◆ **Data shown**:
□ □ □ □ □
mod common;

use anyhow::Result;
use axum::http::StatusCode;
use bson::oid::ObjectId;
use serde_json::json;

#[tokio::test]
async fn unknown_route_returns_fixed_404() -> Result<()> {
    let app = common::test_app().await;

    let (status, body) = common::send(app, common::empty_request("GET", "/nope")).await;

    assert_eq!(status, StatusCode::NOT_FOUND);
    assert_eq!(body["message"], "This route does not exist");
    Ok(())
}

#[tokio::test]
async fn root_lists_endpoints() -> Result<()> {
    let app = common::test_app().await;

    let (status, body) = common::send(app, common::empty_request("GET", "/")).await;

    assert_eq!(status, StatusCode::OK);
    assert_eq!(body["name"], "Restaurants API");
    Ok(())
}

#[tokio::test]
async fn restaurant_get_with_malformed_id_is_404() -> Result<()> {
    let app = common::test_app().await;

    let (status, body) =
        common::send(app, common::empty_request("GET", "/api/restaurants/not-an-id")).await;

    assert_eq!(status, StatusCode::NOT_FOUND);
    assert_eq!(body["message"], "Restaurant not found.");
    Ok(())
}

#[tokio::test]
async fn restaurant_list_rejects_unknown_enum_value() -> Result<()> {
    let app = common::test_app().await;

    let (status, _body) = common::send(
        app,
        common::empty_request("GET", "/api/restaurants?neighborhood=Bronx"),
    )
    .await;

    assert_eq!(status, StatusCode::BAD_REQUEST);
    Ok(())
}

#[tokio::test]
async fn restaurant_create_requires_token() -> Result<()> {
    let app = common::test_app().await;

    let request = common::json_request("POST", "/api/restaurants", json!({ "restaurants": [] }));
    let (status, _body) = common::send(app, request).await;

    assert_eq!(status, StatusCode::UNAUTHORIZED);
    Ok(())
}

#[tokio::test]
async fn restaurant_create_rejects_non_array_payload() -> Result<()> {
    let app = common::test_app().await;

    let request = axum::http::Request::builder()
        .method("POST")
        .uri("/api/restaurants")
        .header("authorization", common::bearer_for(&ObjectId::new()))
        .header("content-type", "application/json")
        .body(axum::body::Body::from(
            json!({ "restaurants": "not an array" }).to_string(),
        ))?;
    let (status, body) = common::send(app, request).await;

    assert_eq!(status, StatusCode::BAD_REQUEST);
    assert_eq!(body["message"], "Input should be an array of restaurants.");
    Ok(())
}

#[tokio::test]
async fn restaurant_update_with_malformed_id_is_404() -> Result<()> {
    let app = common::test_app().await;

    let request = axum::http::Request::builder()
        .method("PUT")
        .uri("/api/restaurants/not-an-id")
        .header("authorization", common::bearer_for(&ObjectId::new()))
        .header("content-type", "application/json")
        .body(axum::body::Body::from(json!({ "name": "x" }).to_string()))?;
    let (status, body) = common::send(app, request).await;

    assert_eq!(status, StatusCode::NOT_FOUND);
    assert_eq!(body["message"], "Restaurant not found.");
    Ok(())
}

#[tokio::test]
async fn restaurant_delete_requires_token() -> Result<()> {
    let app = common::test_app().await;

    let uri = format!("/api/restaurants/{}", ObjectId::new().to_hex());
    let (status, _body) = common::send(app, common::empty_request("DELETE", &uri)).await;

    assert_eq!(status, StatusCode::UNAUTHORIZED);
    Ok(())
}

#[tokio::test]
async fn user_self_requires_token() -> Result<()> {
    let app = common::test_app().await;

    let (status, _body) = common::send(app, common::empty_request("GET", "/user")).await;

    assert_eq!(status, StatusCode::UNAUTHORIZED);
    Ok(())
}

#[tokio::test]
async fn favorites_add_rejects_malformed_ids() -> Result<()> {
    let app = common::test_app().await;

    let request = axum::http::Request::builder()
        .method("PUT")
        .uri("/user/restaurants")
        .header("authorization", common::bearer_for(&ObjectId::new()))
        .header("content-type", "application/json")
        .body(axum::body::Body::from(json!(["not-an-id"]).to_string()))?;
    let (status, body) = common::send(app, request).await;

    assert_eq!(status, StatusCode::BAD_REQUEST);
    assert_eq!(body["message"], "Input should be an array of restaurant ids.");
    Ok(())
}

#[tokio::test]
async fn favorites_remove_rejects_malformed_id() -> Result<()> {
    let app = common::test_app().await;

    let request = axum::http::Request::builder()
        .method("DELETE")
        .uri("/user/restaurants/not-an-id")
        .header("authorization", common::bearer_for(&ObjectId::new()))
        .body(axum::body::Body::empty())?;
    let (status, body) = common::send(app, request).await;

    assert_eq!(status, StatusCode::BAD_REQUEST);
    assert_eq!(body["message"], "Invalid restaurant id.");
    Ok(())
}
□ □ □ □ □
◆ **Action item**: Here the job is to set down exactly the lines of the material above that fall between the one with "async fn restaurant_list_rejects_unknown_enum_value()" and the one with "async fn restaurant_update_with_malformed_id_is_404()", inclusive, and nothing beyond them.

◆ **Response to this exercise**:
async fn restaurant_list_rejects_unknown_enum_value() -> Result<()> {
    let app = common::test_app().await;

    let (status, _body) = common::send(
        app,
        common::empty_request("GET", "/api/restaurants?neighborhood=Bronx"),
    )
    .await;

    assert_eq!(status, StatusCode::BAD_REQUEST);
    Ok(())
}

#[tokio::test]
async fn restaurant_create_requires_token() -> Result<()> {
    let app = common::test_app().await;

    let request = common::json_request("POST", "/api/restaurants", json!({ "restaurants": [] }));
    let (status, _body) = common::send(app, request).await;

    assert_eq!(status, StatusCode::UNAUTHORIZED);
    Ok(())
}

#[tokio::test]
async fn restaurant_create_rejects_non_array_payload() -> Result<()> {
    let app = common::test_app().await;

    let request = axum::http::Request::builder()
        .method("POST")
        .uri("/api/restaurants")
        .header("authorization", common::bearer_for(&ObjectId::new()))
        .header("content-type", "application/json")
        .body(axum::body::Body::from(
            json!({ "restaurants": "not an array" }).to_string(),
        ))?;
    let (status, body) = common::send(app, request).await;

    assert_eq!(status, StatusCode::BAD_REQUEST);
    assert_eq!(body["message"], "Input should be an array of restaurants.");
    Ok(())
}

#[tokio::test]
async fn restaurant_update_with_malformed_id_is_404() -> Result<()> {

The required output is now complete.